**Available data:**

※ ※ ※

use std::fs;
use std::path::Path;

use anyhow::Context;
use serde::Deserialize;

use crate::error::{ProposalError, Result};
use crate::rcnn::matcher::validate_thresholds;

pub const BOX_DOF: usize = 7;

/// Anchor template for a single class.
#[derive(Debug, Clone, Deserialize)]
pub struct AnchorConfig {
    #[serde(default)]
    pub name: String,
    /// Base box size (width, length, height).
    pub wlh: [f32; 3],
    /// Height of the anchor centers above the sensor origin.
    pub center_z: f32,
    /// `[low, high]` IoU thresholds used by this class's matcher.
    pub iou_thresh: Vec<f32>,
}

impl AnchorConfig {
    pub fn new(name: &str, wlh: [f32; 3], center_z: f32, iou_thresh: [f32; 2]) -> Self {
        AnchorConfig {
            name: name.to_string(),
            wlh,
            center_z,
            iou_thresh: iou_thresh.to_vec(),
        }
    }
}

/// Ground plane region covered by the anchor grid.
#[derive(Debug, Clone, Deserialize)]
pub struct GridConfig {
    /// `[x_min, y_min, x_max, y_max]` in meters.
    pub bounds: [f32; 4],
    /// `[rows, cols]`; rows run along y, cols along x.
    pub shape: [usize; 2],
}

impl GridConfig {
    pub fn new() -> Self {
        GridConfig {
            bounds: [0.0, -40.0, 70.4, 40.0],
            shape: [200, 176],
        }
    }
}

impl Default for GridConfig {
    fn default() -> Self {
        Self::new()
    }
}

#[derive(Debug, Clone, Deserialize)]
#[serde(default)]
pub struct ProposalHeadConfig {
    /// Channel count of the incoming BEV feature map.
    pub c_in: usize,
    /// Emit an extra background logit per yaw bin so the classification map
    /// lines up with the classification target channel for channel.
    pub predict_background: bool,
    pub seed: Option<u64>,
}

impl ProposalHeadConfig {
    pub fn new() -> Self {
        ProposalHeadConfig {
            c_in: 128,
            predict_background: false,
            seed: None,
        }
    }
}

impl Default for ProposalHeadConfig {
    fn default() -> Self {
        Self::new()
    }
}

#[derive(Debug, Clone, Deserialize)]
#[serde(default)]
pub struct TrainConfig {
    /// Weight of the regression loss in the total loss.
    pub lambda: f32,
    /// Negative values disable the alpha balancing term.
    pub focal_alpha: f32,
    pub focal_gamma: f32,
    pub smooth_l1_beta: f32,
}

impl TrainConfig {
    pub fn new() -> Self {
        TrainConfig {
            lambda: 1.0,
            focal_alpha: 0.25,
            focal_gamma: 2.0,
            smooth_l1_beta: 1.0,
        }
    }
}

impl Default for TrainConfig {
    fn default() -> Self {
        Self::new()
    }
}

#[derive(Debug, Clone, Deserialize)]
#[serde(default)]
pub struct ProposalConfig {
    pub num_classes: usize,
    pub num_yaw: usize,
    pub box_dof: usize,
    pub allow_low_quality_matches: bool,
    pub grid: GridConfig,
    pub anchors: Vec<AnchorConfig>,
    pub proposal: ProposalHeadConfig,
    pub train: TrainConfig,
}

impl ProposalConfig {
    pub fn new() -> Self {
        ProposalConfig {
            num_classes: 3,
            num_yaw: 2,
            box_dof: BOX_DOF,
            allow_low_quality_matches: true,
            grid: GridConfig::new(),
            anchors: vec![
                AnchorConfig::new("Car", [1.6, 3.9, 1.56], -1.0, [0.45, 0.60]),
                AnchorConfig::new("Pedestrian", [0.6, 0.8, 1.73], -0.6, [0.35, 0.50]),
                AnchorConfig::new("Cyclist", [0.6, 1.76, 1.73], -0.6, [0.35, 0.50]),
            ],
            proposal: ProposalHeadConfig::new(),
            train: TrainConfig::new(),
        }
    }

    pub fn load<P: AsRef<Path>>(path: P) -> anyhow::Result<Self> {
        let path = path.as_ref();
        let contents = fs::read_to_string(path)
            .with_context(|| format!("failed to read config {}", path.display()))?;
        let config = Self::from_yaml_str(&contents)
            .with_context(|| format!("failed to load config {}", path.display()))?;
        Ok(config)
    }

    pub fn from_yaml_str(contents: &str) -> anyhow::Result<Self> {
        let config: ProposalConfig = serde_yaml::from_str(contents)?;
        config.validate()?;
        Ok(config)
    }

    /// Rejects any configuration the assigner, head or loss could not honor.
    pub fn validate(&self) -> Result<()> {
        let invalid = |msg: String| Err(ProposalError::InvalidConfiguration(msg));

        if self.box_dof != BOX_DOF {
            return invalid(format!("box_dof must be {BOX_DOF}, got {}", self.box_dof));
        }
        if self.num_classes == 0 {
            return invalid("num_classes must be positive".to_string());
        }
        if self.anchors.len() != self.num_classes {
            return invalid(format!(
                "{} anchor entries configured for {} classes",
                self.anchors.len(),
                self.num_classes
            ));
        }
        if self.num_yaw == 0 {
            return invalid("num_yaw must be positive".to_string());
        }

        let [rows, cols] = self.grid.shape;
        if rows == 0 || cols == 0 {
            return invalid(format!("grid shape {:?} has an empty axis", self.grid.shape));
        }
        let [x_min, y_min, x_max, y_max] = self.grid.bounds;
        if !(x_max > x_min && y_max > y_min) {
            return invalid(format!("grid bounds {:?} are empty", self.grid.bounds));
        }

        for (i, anchor) in self.anchors.iter().enumerate() {
            if anchor.wlh.iter().any(|v| !(*v > 0.0)) {
                return invalid(format!("anchor {i} has non-positive size {:?}", anchor.wlh));
            }
            validate_thresholds(&anchor.iou_thresh)
                .map_err(|e| ProposalError::InvalidConfiguration(format!("anchor {i}: {e}")))?;
        }

        if self.proposal.c_in == 0 {
            return invalid("proposal.c_in must be positive".to_string());
        }
        if !(self.train.lambda >= 0.0) {
            return invalid(format!("train.lambda must be non-negative, got {}", self.train.lambda));
        }
        if !(self.train.focal_gamma >= 0.0) {
            return invalid(format!("train.focal_gamma must be non-negative, got {}", self.train.focal_gamma));
        }
        if !(self.train.smooth_l1_beta >= 0.0) {
            return invalid(format!("train.smooth_l1_beta must be non-negative, got {}", self.train.smooth_l1_beta));
        }
        Ok(())
    }

    /// Classification channels produced per yaw bin by the proposal head.
    pub fn num_cls_channels(&self) -> usize {
        if self.proposal.predict_background {
            self.num_classes + 1
        } else {
            self.num_classes
        }
    }
}

impl Default for ProposalConfig {
    fn default() -> Self {
        Self::new()
    }
}


#[cfg(test)]
mod tests {
    use crate::error::ProposalError;
    use crate::pipeline::proposal_pipeline::config::{AnchorConfig, ProposalConfig};

    #[test]
    fn test_default_config_is_valid() {
        let config = ProposalConfig::new();
        assert!(config.validate().is_ok());
        assert_eq!(config.num_cls_channels(), 3);
    }

    #[test]
    fn test_threshold_list_length_mismatch() {
        let mut config = ProposalConfig::new();
        config.anchors[1].iou_thresh = vec![0.35];
        match config.validate() {
            Err(ProposalError::InvalidConfiguration(msg)) => assert!(msg.contains("anchor 1")),
            other => panic!("expected invalid configuration, got {:?}", other),
        }
    }

    #[test]
    fn test_inconsistent_class_count() {
        let mut config = ProposalConfig::new();
        config.anchors.push(AnchorConfig::new("Van", [1.9, 5.0, 2.0], -1.0, [0.45, 0.6]));
        assert!(matches!(config.validate(), Err(ProposalError::InvalidConfiguration(_))));
    }

    #[test]
    fn test_inverted_thresholds() {
        let mut config = ProposalConfig::new();
        config.anchors[0].iou_thresh = vec![0.6, 0.45];
        assert!(config.validate().is_err());
    }

    #[test]
    fn test_box_dof_is_fixed() {
        let mut config = ProposalConfig::new();
        config.box_dof = 9;
        assert!(config.validate().is_err());
    }

    #[test]
    fn test_from_yaml_str() {
        let yaml = r#"
num_classes: 1
num_yaw: 4
allow_low_quality_matches: false
grid:
  bounds: [0.0, 0.0, 8.0, 4.0]
  shape: [2, 4]
anchors:
  - name: Car
    wlh: [1.6, 3.9, 1.56]
    center_z: -1.0
    iou_thresh: [0.45, 0.6]
proposal:
  c_in: 16
train:
  lambda: 2.0
"#;
        let config = ProposalConfig::from_yaml_str(yaml).unwrap();
        assert_eq!(config.num_classes, 1);
        assert_eq!(config.num_yaw, 4);
        assert_eq!(config.box_dof, 7);
        assert!(!config.allow_low_quality_matches);
        assert_eq!(config.proposal.c_in, 16);
        assert!(!config.proposal.predict_background);
        assert_eq!(config.train.lambda, 2.0);
        assert_eq!(config.train.focal_gamma, 2.0);
    }

    #[test]
    fn test_from_yaml_str_rejects_class_mismatch() {
        let yaml = r#"
num_classes: 2
anchors:
  - wlh: [1.6, 3.9, 1.56]
    center_z: -1.0
    iou_thresh: [0.45, 0.6]
"#;
        assert!(ProposalConfig::from_yaml_str(yaml).is_err());
    }
}
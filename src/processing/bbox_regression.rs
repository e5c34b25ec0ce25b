// VoxelNet-style box encoding. Boxes and anchors are (x, y, z, w, l, h, yaw).
//
//   dx, dy       = (gt.xy - anchor.xy) / hypot(anchor.w, anchor.l)
//   dz           = (gt.z - anchor.z) / anchor.h
//   dw, dl, dh   = ln(gt.wlh / anchor.wlh)
//   dyaw         = (gt.yaw - anchor.yaw) mod pi, in [0, pi)

use std::f32::consts::PI;

use ndarray::ArrayView1;

use crate::pipeline::proposal_pipeline::config::BOX_DOF;

fn wrap_half_turn(angle: f32) -> f32 {
    let wrapped = angle.rem_euclid(PI);
    // rem_euclid can round up to the modulus for tiny negative inputs
    if wrapped >= PI {
        0.0
    } else {
        wrapped
    }
}

pub fn encode(gt: ArrayView1<f32>, anchor: ArrayView1<f32>) -> [f32; BOX_DOF] {
    let diagonal = anchor[3].hypot(anchor[4]);
    [
        (gt[0] - anchor[0]) / diagonal,
        (gt[1] - anchor[1]) / diagonal,
        (gt[2] - anchor[2]) / anchor[5],
        (gt[3] / anchor[3]).ln(),
        (gt[4] / anchor[4]).ln(),
        (gt[5] / anchor[5]).ln(),
        wrap_half_turn(gt[6] - anchor[6]),
    ]
}

/// Inverse of [`encode`]. The recovered yaw equals the encoded one modulo pi.
pub fn decode(deltas: ArrayView1<f32>, anchor: ArrayView1<f32>) -> [f32; BOX_DOF] {
    let diagonal = anchor[3].hypot(anchor[4]);
    [
        deltas[0] * diagonal + anchor[0],
        deltas[1] * diagonal + anchor[1],
        deltas[2] * anchor[5] + anchor[2],
        deltas[3].exp() * anchor[3],
        deltas[4].exp() * anchor[4],
        deltas[5].exp() * anchor[5],
        deltas[6] + anchor[6],
    ]
}


#[cfg(test)]
mod tests {
    use std::f32::consts::PI;

    use ndarray::{array, Array1};

    use crate::processing::bbox_regression::{decode, encode};

    fn yaw_distance(a: f32, b: f32) -> f32 {
        let d = (a - b).rem_euclid(PI);
        d.min(PI - d)
    }

    #[test]
    fn test_encode() {
        let anchor = array![10.0, 2.0, -1.0, 3.0, 4.0, 1.5, 0.0];
        let gt = array![15.0, -3.0, -0.25, 3.0, 8.0, 1.5, 0.5];
        let deltas = encode(gt.view(), anchor.view());
        assert!((deltas[0] - 1.0).abs() < 1e-6);
        assert!((deltas[1] + 1.0).abs() < 1e-6);
        assert!((deltas[2] - 0.5).abs() < 1e-6);
        assert!(deltas[3].abs() < 1e-6);
        assert!((deltas[4] - 2.0f32.ln()).abs() < 1e-6);
        assert!(deltas[5].abs() < 1e-6);
        assert!((deltas[6] - 0.5).abs() < 1e-6);
    }

    #[test]
    fn test_encode_wraps_yaw() {
        let anchor = array![0.0, 0.0, 0.0, 1.6, 3.9, 1.56, PI / 2.0];
        for yaw in [-3.0, -0.2, 0.0, 1.0, PI, 4.5, 7.0] {
            let gt = array![0.0, 0.0, 0.0, 1.6, 3.9, 1.56, yaw];
            let deltas = encode(gt.view(), anchor.view());
            assert!((0.0..PI).contains(&deltas[6]), "yaw {yaw} encoded as {}", deltas[6]);
            assert!(yaw_distance(deltas[6], yaw - PI / 2.0) < 1e-5);
        }
    }

    #[test]
    fn test_decode_inverts_encode() {
        let anchors = [
            array![0.2, -39.8, -1.0, 1.6, 3.9, 1.56, 0.0],
            array![35.0, 4.0, -0.6, 0.6, 0.8, 1.73, PI / 2.0],
        ];
        let boxes = [
            array![1.1, -38.5, -0.7, 1.7, 4.2, 1.49, -2.9],
            array![34.2, 4.6, -0.5, 0.55, 0.9, 1.8, 2.2],
        ];
        for anchor in &anchors {
            for gt in &boxes {
                let deltas = Array1::from(encode(gt.view(), anchor.view()).to_vec());
                let decoded = decode(deltas.view(), anchor.view());
                for i in 0..6 {
                    assert!((decoded[i] - gt[i]).abs() < 1e-4, "dof {i}: {} vs {}", decoded[i], gt[i]);
                }
                assert!(yaw_distance(decoded[6], gt[6]) < 1e-5);
            }
        }
    }
}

※ ※ ※

**Work request:**
Work out how many lines in the data include "contains". Answer with the number only.

**Answer box:**
2